Military surgeons have had to take on challenges unique to this theater. During the gulf war, they often performed major operations on-site because it could take weeks for a patient to be evacuated. Now, patients can be flown out of the country much more quickly. Surgeons in the field still do triage, such as amputations, but their main mission is prepping patients for evacuation. That carries its own challenges. The eight-hour flight to the closest treatment facility outside of Iraq—a military base in Landstuhl, Germany—is a bumpy, deafening ride on a narrow, padded stretcher. Base trauma centers in theater also often care for Iraqis injured in American and insurgent attacks. Sometimes, they even treat suspected insurgents themselves. The doctors provide local nationals with the same care as they would to a fallen soldier, but must also consider cultural and pragmatic factors, such as the reality that most Iraqis will not have good long-term health care to support extensive procedures.
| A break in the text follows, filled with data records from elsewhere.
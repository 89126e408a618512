//! Ticket ID validation for booking routes.
//!
//! Route parameters arrive as text (or occasionally as numbers from links
//! built in code). The validator checks them against the active tickets in a
//! [`TicketRegistry`] and, when they do not resolve, works out where the
//! traveller should be sent instead.
//!
//! # Example
//!
//! ```
//! use trails_core::tickets::{InMemoryTicketRegistry, TicketIdValidator, ValidTicket};
//!
//! let registry = InMemoryTicketRegistry::new(vec![
//!     ValidTicket::active(1, "Kakum Canopy Walk"),
//!     ValidTicket::active(2, "Cape Coast Castle"),
//! ]);
//! let validator = TicketIdValidator::new(registry);
//!
//! assert_eq!(validator.validate(Some("2".into())).ticket_id, Some(2));
//!
//! let invalid = validator.validate(Some("abc".into()));
//! assert!(!invalid.is_valid);
//! assert_eq!(invalid.redirect_path.as_deref(), Some("/booking/1"));
//! ```

mod redirect;
mod registry;

pub use redirect::{booking_path, compute_redirect_path, TICKET_LISTING_PATH};
pub use registry::{seed_tickets, InMemoryTicketRegistry, TicketRegistry, TicketStatus, ValidTicket};

use crate::error::TrailsError;
use serde::{Deserialize, Serialize};
use std::fmt;
use thiserror::Error;

/// Ticket used for redirects when the registry has no active tickets
pub const FALLBACK_TICKET_ID: u32 = 1;

/// A raw ticket ID as received from a route or link
#[derive(Clone, Debug, PartialEq, Eq, Serialize, Deserialize)]
#[serde(untagged)]
pub enum TicketIdInput {
    /// Numeric ID
    Number(i64),
    /// Route parameter text
    Text(String),
}

impl fmt::Display for TicketIdInput {
    fn fmt(&self, f: &mut fmt::Formatter<'_>) -> fmt::Result {
        match self {
            Self::Number(n) => write!(f, "{n}"),
            Self::Text(text) => write!(f, "{text}"),
        }
    }
}

impl From<&str> for TicketIdInput {
    fn from(value: &str) -> Self {
        Self::Text(value.to_string())
    }
}

impl From<String> for TicketIdInput {
    fn from(value: String) -> Self {
        Self::Text(value)
    }
}

impl From<i64> for TicketIdInput {
    fn from(value: i64) -> Self {
        Self::Number(value)
    }
}

impl From<u32> for TicketIdInput {
    fn from(value: u32) -> Self {
        Self::Number(i64::from(value))
    }
}

impl TicketIdInput {
    /// Coerce to a positive ticket ID.
    ///
    /// Text is trimmed and must parse as a whole base-10 integer.
    ///
    /// # Errors
    ///
    /// Returns [`TicketIdError::Malformed`] if the value is not an integer or
    /// is not positive.
    pub fn coerce(&self) -> Result<u32, TicketIdError> {
        let number = match self {
            Self::Number(n) => Some(*n),
            Self::Text(text) => text.trim().parse::<i64>().ok(),
        };
        number
            .filter(|n| *n > 0)
            .and_then(|n| u32::try_from(n).ok())
            .ok_or_else(|| TicketIdError::Malformed {
                raw: self.to_string(),
            })
    }
}

/// Why a ticket ID did not validate
#[derive(Clone, Debug, PartialEq, Eq, Error)]
pub enum TicketIdError {
    /// No ID in the route
    #[error("No ticket ID provided")]
    Missing,

    /// ID could not be read as a positive integer
    #[error("Invalid ticket ID: {raw}")]
    Malformed {
        /// Value as received
        raw: String,
    },

    /// ID is well-formed but not an active ticket
    #[error("Ticket ID {id} not found")]
    NotFound {
        /// Requested ticket
        id: u32,
    },
}

impl From<TicketIdError> for TrailsError {
    fn from(err: TicketIdError) -> Self {
        match err {
            TicketIdError::NotFound { id } => Self::not_found("ticket", id),
            other => Self::InvalidArgument(other.to_string()),
        }
    }
}

/// Outcome of validating a ticket ID
#[derive(Clone, Debug, PartialEq, Eq, Serialize)]
pub struct TicketValidation {
    /// Whether the ID refers to an active ticket
    pub is_valid: bool,
    /// The resolved ID when valid
    pub ticket_id: Option<u32>,
    /// Where to send the traveller when invalid
    pub redirect_path: Option<String>,
    /// User-facing reason when invalid
    pub error_message: Option<String>,
    /// Active ticket IDs to offer when invalid
    pub suggestions: Vec<u32>,
    /// Typed reason when invalid
    #[serde(skip)]
    pub error: Option<TicketIdError>,
}

impl TicketValidation {
    fn valid(ticket_id: u32) -> Self {
        Self {
            is_valid: true,
            ticket_id: Some(ticket_id),
            redirect_path: None,
            error_message: None,
            suggestions: Vec::new(),
            error: None,
        }
    }

    fn invalid(error: TicketIdError, default_id: u32, suggestions: Vec<u32>) -> Self {
        Self {
            is_valid: false,
            ticket_id: None,
            redirect_path: Some(booking_path(default_id)),
            error_message: Some(error.to_string()),
            suggestions,
            error: Some(error),
        }
    }

    /// Convert into a `Result`, discarding redirect data
    ///
    /// # Errors
    ///
    /// Returns the validation failure as a [`TrailsError`].
    pub fn into_result(self) -> Result<u32, TrailsError> {
        match (self.ticket_id, self.error) {
            (Some(id), None) => Ok(id),
            (_, Some(err)) => Err(err.into()),
            (None, None) => Err(TicketIdError::Missing.into()),
        }
    }
}

/// Options passed to a [`Navigator`]
#[derive(Clone, Copy, Debug, Default, PartialEq, Eq)]
pub struct NavigateOptions {
    /// Replace the current history entry instead of pushing a new one
    pub replace: bool,
}

/// Something that can move the traveller to another route
pub trait Navigator {
    /// Navigate to `path`
    fn navigate(&mut self, path: &str, options: NavigateOptions);
}

impl<F> Navigator for F
where
    F: FnMut(&str, NavigateOptions),
{
    fn navigate(&mut self, path: &str, options: NavigateOptions) {
        self(path, options);
    }
}

/// Validates route ticket IDs against a registry
#[derive(Debug, Clone)]
pub struct TicketIdValidator<R> {
    registry: R,
}

impl<R: TicketRegistry> TicketIdValidator<R> {
    /// Creates a validator over `registry`
    #[must_use]
    pub const fn new(registry: R) -> Self {
        Self { registry }
    }

    /// The underlying registry
    #[must_use]
    pub const fn registry(&self) -> &R {
        &self.registry
    }

    /// Active ticket IDs in registry order
    #[must_use]
    pub fn active_ids(&self) -> Vec<u32> {
        active_ids(&self.registry.list())
    }

    /// First active ticket, or [`FALLBACK_TICKET_ID`] if there is none
    #[must_use]
    pub fn default_ticket_id(&self) -> u32 {
        self.active_ids()
            .first()
            .copied()
            .unwrap_or(FALLBACK_TICKET_ID)
    }

    /// Validate a raw ticket ID.
    ///
    /// Reads one registry snapshot, so repeated calls against an unchanged
    /// registry return identical results.
    #[must_use]
    pub fn validate(&self, raw_id: Option<TicketIdInput>) -> TicketValidation {
        self.check(raw_id).0
    }

    /// Validate and, on failure, navigate away from `current_path`.
    ///
    /// Returns `true` without side effects when the ID is valid. Otherwise the
    /// navigator is sent to the rewritten route (replacing the history entry)
    /// and `false` is returned.
    pub fn validate_and_redirect<N: Navigator + ?Sized>(
        &self,
        raw_id: Option<TicketIdInput>,
        current_path: &str,
        navigator: &mut N,
    ) -> bool {
        let (validation, fallback_id) = self.check(raw_id);
        if validation.is_valid {
            return true;
        }

        let target = compute_redirect_path(current_path, fallback_id);
        tracing::info!(
            from = current_path,
            to = %target,
            reason = validation.error_message.as_deref().unwrap_or_default(),
            "Redirecting invalid ticket route"
        );
        navigator.navigate(&target, NavigateOptions { replace: true });
        false
    }

    /// Validation result plus the default ID from the same registry snapshot
    fn check(&self, raw_id: Option<TicketIdInput>) -> (TicketValidation, u32) {
        let active = active_ids(&self.registry.list());
        let default_id = active.first().copied().unwrap_or(FALLBACK_TICKET_ID);

        let checked = raw_id
            .ok_or(TicketIdError::Missing)
            .and_then(|raw| raw.coerce())
            .and_then(|id| {
                if active.contains(&id) {
                    Ok(id)
                } else {
                    Err(TicketIdError::NotFound { id })
                }
            });

        let validation = match checked {
            Ok(id) => TicketValidation::valid(id),
            Err(err) => {
                tracing::debug!(error = %err, default_id, "Ticket ID rejected");
                TicketValidation::invalid(err, default_id, active)
            },
        };
        (validation, default_id)
    }
}

fn active_ids(tickets: &[ValidTicket]) -> Vec<u32> {
    tickets
        .iter()
        .filter(|ticket| ticket.is_active())
        .map(|ticket| ticket.id)
        .collect()
}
The war surgeons plan to rewrite the field manual this year to include their new strategies. The revised manual will be accessible to doctors online, a big advance from the previous version, which was available in paperback and as a CD-ROM. Further improvements are anticipated. At last year's meeting of top war surgeons—their first—they established the Orthopaedic Trauma Research Program to study battlefield injuries, receiving $6.8 million from Congress to fund competitive grants. They had actually asked for $25 million. This year they plan to double the request to $50 million, citing this year's progress and the potential for this research to benefit civilians as well as soldiers.
Medical advances have helped save thousands of soldiers who would have been lost in previous conflicts. The survival rate, with quick medical attention, is an extraordinary 90 percent. The question now, especially for so many young vets who aren't even old enough to legally buy a beer, is what kind of life they can lead after they leave the battlefield. On a large conference video screen before a roomful of uniformed surgeons, Marine orthopedic surgeon Michael Mazurek flashed a gory photograph of a leg that had been ripped open by a blast. "No. 1, our goal is to save his life," he says. "But you have to keep in mind that, 18 months later, he wants to do this." The leg fades, and a video clip shows a young man walking easily back and forth along a stretch of blue carpet—alive, yes, but thanks to his surgeon, also doing well.